Unternehmen / Schweiz

Qual der Wahl beim passiven Anlegen

Die börsengehandelten ETF erhalten unerwartete Konkurrenz von herkömmlichen Indexfonds. Die FuW hat beide Produkte miteinander verglichen.

Das Wirrwarr unter den passiven Anlageprodukten wird immer grösser. Neben den kreativen Namensgebungen der ETF-Branche, die ihre Produkte mit Worten wie Smart Beta, Faktor oder gar aktivem Passivanlegen verschönern, kommt nun eine neue Kategorie von passiven Fonds auf Anleger zu: ein Indexfonds, der im Gegensatz zu ETF nicht an der Börse handelbar ist, sondern wie ein aktiver Fonds über den Herausgeber des Produkts bezogen werden kann.
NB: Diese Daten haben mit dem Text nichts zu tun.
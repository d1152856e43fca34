//! Shared error types for the services crate.

use thiserror::Error;

use quiz_core::QuizError;
use quiz_core::model::{QuestionError, SequenceNumber};
use storage::repository::StorageError;
use storage::sqlite::SqliteInitError;

/// Errors emitted by `GeneratorService`.
#[derive(Debug, Error)]
#[non_exhaustive]
pub enum GeneratorError {
    #[error("problem set generation is locked")]
    AccessDenied,
    #[error(transparent)]
    Quiz(#[from] QuizError),
    #[error(transparent)]
    Session(#[from] SessionError),
    #[error(transparent)]
    Storage(#[from] StorageError),
}

/// Errors emitted while stepping through a quiz session.
#[derive(Debug, Error, Clone, PartialEq, Eq)]
#[non_exhaustive]
pub enum SessionError {
    #[error("no questions in problem set")]
    Empty,
    #[error("unknown question: {0}")]
    UnknownQuestion(String),
    #[error("{0} was already answered")]
    AlreadyAnswered(SequenceNumber),
    #[error("choice is not one of the displayed options: {0}")]
    UnknownChoice(String),
}

/// Errors emitted by `ResultsService`.
#[derive(Debug, Error)]
#[non_exhaustive]
pub enum ResultsError {
    #[error("saving results requires authorization")]
    Unauthorized,
    #[error("results for this session were already saved")]
    AlreadySaved,
    #[error(transparent)]
    Quiz(#[from] QuizError),
    #[error(transparent)]
    Storage(#[from] StorageError),
}

/// Errors emitted by `QuestionFormService`.
#[derive(Debug, Error)]
#[non_exhaustive]
pub enum QuestionFormError {
    #[error("adding questions requires authorization")]
    Unauthorized,
    #[error(transparent)]
    Question(#[from] QuestionError),
    #[error(transparent)]
    Storage(#[from] StorageError),
}

/// Errors emitted by the remote results sheet.
#[derive(Debug, Error)]
#[non_exhaustive]
pub enum SheetError {
    #[error("results sheet request failed with status {0}")]
    HttpStatus(reqwest::StatusCode),
    #[error(transparent)]
    Http(#[from] reqwest::Error),
}

impl From<SheetError> for StorageError {
    fn from(err: SheetError) -> Self {
        StorageError::Connection(err.to_string())
    }
}

/// Errors emitted while bootstrapping app services.
#[derive(Debug, Error)]
#[non_exhaustive]
pub enum AppServicesError {
    #[error(transparent)]
    Sqlite(#[from] SqliteInitError),
    #[error(transparent)]
    Storage(#[from] StorageError),
    #[error("invalid configuration: {0}")]
    Config(String),
}
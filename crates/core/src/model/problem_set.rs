use std::fmt;
use std::str::FromStr;

use serde::{Deserialize, Serialize};

use crate::model::ids::QuestionId;
use crate::model::question::QuestionRecord;
use crate::model::tag::TagSet;

//
// ─── SEQUENCE NUMBER ───────────────────────────────────────────────────────────
//

/// The stable `Q-{n}` label of an entry within one problem set (1-indexed).
#[derive(Debug, Clone, Copy, PartialEq, Eq, Hash, PartialOrd, Ord, Serialize, Deserialize)]
#[serde(into = "String", try_from = "String")]
pub struct SequenceNumber(usize);

impl SequenceNumber {
    /// Label for the entry at zero-based position `index`.
    #[must_use]
    pub fn from_index(index: usize) -> Self {
        Self(index + 1)
    }

    /// The 1-indexed number.
    #[must_use]
    pub fn number(&self) -> usize {
        self.0
    }

    /// Zero-based position within the set.
    #[must_use]
    pub fn index(&self) -> usize {
        self.0 - 1
    }

    /// Heading form, e.g. `Question #3`.
    #[must_use]
    pub fn heading(&self) -> String {
        format!("Question #{}", self.0)
    }
}

impl fmt::Display for SequenceNumber {
    fn fmt(&self, f: &mut fmt::Formatter<'_>) -> fmt::Result {
        write!(f, "Q-{}", self.0)
    }
}

#[derive(Debug, Clone, PartialEq, Eq, thiserror::Error)]
#[error("invalid sequence number: {0:?}")]
pub struct ParseSequenceError(String);

impl FromStr for SequenceNumber {
    type Err = ParseSequenceError;

    fn from_str(s: &str) -> Result<Self, Self::Err> {
        s.trim()
            .strip_prefix("Q-")
            .and_then(|n| n.parse::<usize>().ok())
            .filter(|n| *n > 0)
            .map(Self)
            .ok_or_else(|| ParseSequenceError(s.to_owned()))
    }
}

impl From<SequenceNumber> for String {
    fn from(value: SequenceNumber) -> Self {
        value.to_string()
    }
}

impl TryFrom<String> for SequenceNumber {
    type Error = ParseSequenceError;

    fn try_from(value: String) -> Result<Self, Self::Error> {
        value.parse()
    }
}

//
// ─── ENTRY ─────────────────────────────────────────────────────────────────────
//

/// A question record plus the state of the current quiz run.
#[derive(Debug, Clone, PartialEq, Eq)]
pub struct ProblemSetEntry {
    id: QuestionId,
    sequence_number: SequenceNumber,
    correct: bool,
    done: bool,
    question: String,
    choices: Vec<String>,
    answer: String,
    tags: TagSet,
}

impl ProblemSetEntry {
    /// Fresh, unanswered entry for `record` at position `index`.
    #[must_use]
    pub fn from_record(record: &QuestionRecord, index: usize) -> Self {
        Self {
            id: record.id(),
            sequence_number: SequenceNumber::from_index(index),
            correct: false,
            done: false,
            question: record.question().to_owned(),
            choices: record.choices().to_vec(),
            answer: record.answer().to_owned(),
            tags: record.tags().clone(),
        }
    }

    /// Same entry with a different displayed choice list.
    pub(crate) fn with_choices(&self, choices: Vec<String>) -> Self {
        Self {
            choices,
            ..self.clone()
        }
    }

    #[must_use]
    pub fn id(&self) -> QuestionId {
        self.id
    }

    #[must_use]
    pub fn sequence_number(&self) -> SequenceNumber {
        self.sequence_number
    }

    /// Meaningful only once `done()` is true.
    #[must_use]
    pub fn correct(&self) -> bool {
        self.correct
    }

    #[must_use]
    pub fn done(&self) -> bool {
        self.done
    }

    #[must_use]
    pub fn question(&self) -> &str {
        &self.question
    }

    #[must_use]
    pub fn choices(&self) -> &[String] {
        &self.choices
    }

    #[must_use]
    pub fn answer(&self) -> &str {
        &self.answer
    }

    #[must_use]
    pub fn tags(&self) -> &TagSet {
        &self.tags
    }

    /// Whether `choice` (trimmed) is the correct answer.
    #[must_use]
    pub fn is_correct_choice(&self, choice: &str) -> bool {
        choice.trim() == self.answer.trim()
    }

    /// Mark the entry answered with the given outcome.
    pub fn record(&mut self, correct: bool) {
        self.correct = correct;
        self.done = true;
    }
}

//
// ─── PROBLEM SET ───────────────────────────────────────────────────────────────
//

/// Ordered, fixed-membership collection of entries for one quiz run.
///
/// Sequence numbers are dense (`Q-1..Q-N`) and follow entry order.
#[derive(Debug, Clone, PartialEq, Eq, Default)]
pub struct ProblemSet {
    entries: Vec<ProblemSetEntry>,
}

impl ProblemSet {
    /// Build a set from records already in final order, numbering them `Q-1..`.
    #[must_use]
    pub fn from_records<'a>(records: impl IntoIterator<Item = &'a QuestionRecord>) -> Self {
        let entries = records
            .into_iter()
            .enumerate()
            .map(|(index, record)| ProblemSetEntry::from_record(record, index))
            .collect();
        Self { entries }
    }

    pub(crate) fn from_entries(entries: Vec<ProblemSetEntry>) -> Self {
        Self { entries }
    }

    #[must_use]
    pub fn entries(&self) -> &[ProblemSetEntry] {
        &self.entries
    }

    #[must_use]
    pub fn len(&self) -> usize {
        self.entries.len()
    }

    #[must_use]
    pub fn is_empty(&self) -> bool {
        self.entries.is_empty()
    }

    #[must_use]
    pub fn get(&self, index: usize) -> Option<&ProblemSetEntry> {
        self.entries.get(index)
    }

    pub fn get_mut(&mut self, index: usize) -> Option<&mut ProblemSetEntry> {
        self.entries.get_mut(index)
    }

    /// Position of the entry labelled `seq`, if it belongs to this set.
    #[must_use]
    pub fn position(&self, seq: SequenceNumber) -> Option<usize> {
        let index = seq.index();
        (index < self.entries.len()).then_some(index)
    }

    #[must_use]
    pub fn done_count(&self) -> usize {
        self.entries.iter().filter(|e| e.done()).count()
    }

    #[must_use]
    pub fn correct_count(&self) -> usize {
        self.entries.iter().filter(|e| e.done() && e.correct()).count()
    }

    /// True when every entry has been answered (vacuously true when empty).
    #[must_use]
    pub fn all_done(&self) -> bool {
        self.entries.iter().all(ProblemSetEntry::done)
    }

    /// `correct` flags in sequence order.
    #[must_use]
    pub fn outcomes(&self) -> Vec<bool> {
        self.entries.iter().map(ProblemSetEntry::correct).collect()
    }
}
use chrono::Utc;
use sqlx::SqlitePool;

use super::SqliteInitError;

const SCHEMA_V1: [&str; 3] = [
    r"
        CREATE TABLE IF NOT EXISTS questions (
            id INTEGER PRIMARY KEY,
            question TEXT,
            choices TEXT,
            answer TEXT,
            tags TEXT
        );
    ",
    r"
        CREATE TABLE IF NOT EXISTS run_results (
            id INTEGER PRIMARY KEY AUTOINCREMENT,
            date TEXT NOT NULL,
            score INTEGER NOT NULL CHECK (score >= 0),
            total INTEGER NOT NULL CHECK (total >= 0),
            duration_seconds INTEGER NOT NULL CHECK (duration_seconds >= 1),
            accuracy REAL NOT NULL,
            smoothed_accuracy REAL NOT NULL,
            max_streak INTEGER NOT NULL CHECK (max_streak >= 0),
            run_tags TEXT NOT NULL,
            missed_ids TEXT NOT NULL,
            missed_tags TEXT NOT NULL
        );
    ",
    r"
        CREATE INDEX IF NOT EXISTS idx_run_results_date
            ON run_results (date, id);
    ",
];

/// Applies pending schema versions, each inside its own transaction.
pub async fn run_migrations(pool: &SqlitePool) -> Result<(), SqliteInitError> {
    async fn is_applied(pool: &SqlitePool, version: i64) -> Result<bool, sqlx::Error> {
        let row = sqlx::query("SELECT 1 FROM schema_migrations WHERE version = ?1")
            .bind(version)
            .fetch_optional(pool)
            .await?;
        Ok(row.is_some())
    }

    sqlx::query(
        r"
            CREATE TABLE IF NOT EXISTS schema_migrations (
                version INTEGER PRIMARY KEY,
                applied_at TEXT NOT NULL
            );
            ",
    )
    .execute(pool)
    .await?;

    // Version 1: question bank and run results.
    if !is_applied(pool, 1).await? {
        let mut tx = pool.begin().await?;

        for statement in SCHEMA_V1 {
            sqlx::query(statement).execute(&mut *tx).await?;
        }

        sqlx::query(
            r"
                INSERT INTO schema_migrations (version, applied_at)
                VALUES (?1, ?2)
                ON CONFLICT(version) DO NOTHING
            ",
        )
        .bind(1_i64)
        .bind(Utc::now())
        .execute(&mut *tx)
        .await?;

        tx.commit().await?;
        tracing::info!(version = 1, "applied schema migration");
    }

    Ok(())
}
Zugegeben: Ganz neu sind diese Produkte nicht. Indexfonds gibt es schon seit Jahren. Allerdings waren bislang die Konditionen nicht wettbewerbstauglich. Privatanleger zahlten bislang für Indexfonds bis zu dreimal so viele Gebühren wie für ETF. Nur institutionelle Investoren kamen in den Genuss von tiefen Preisen.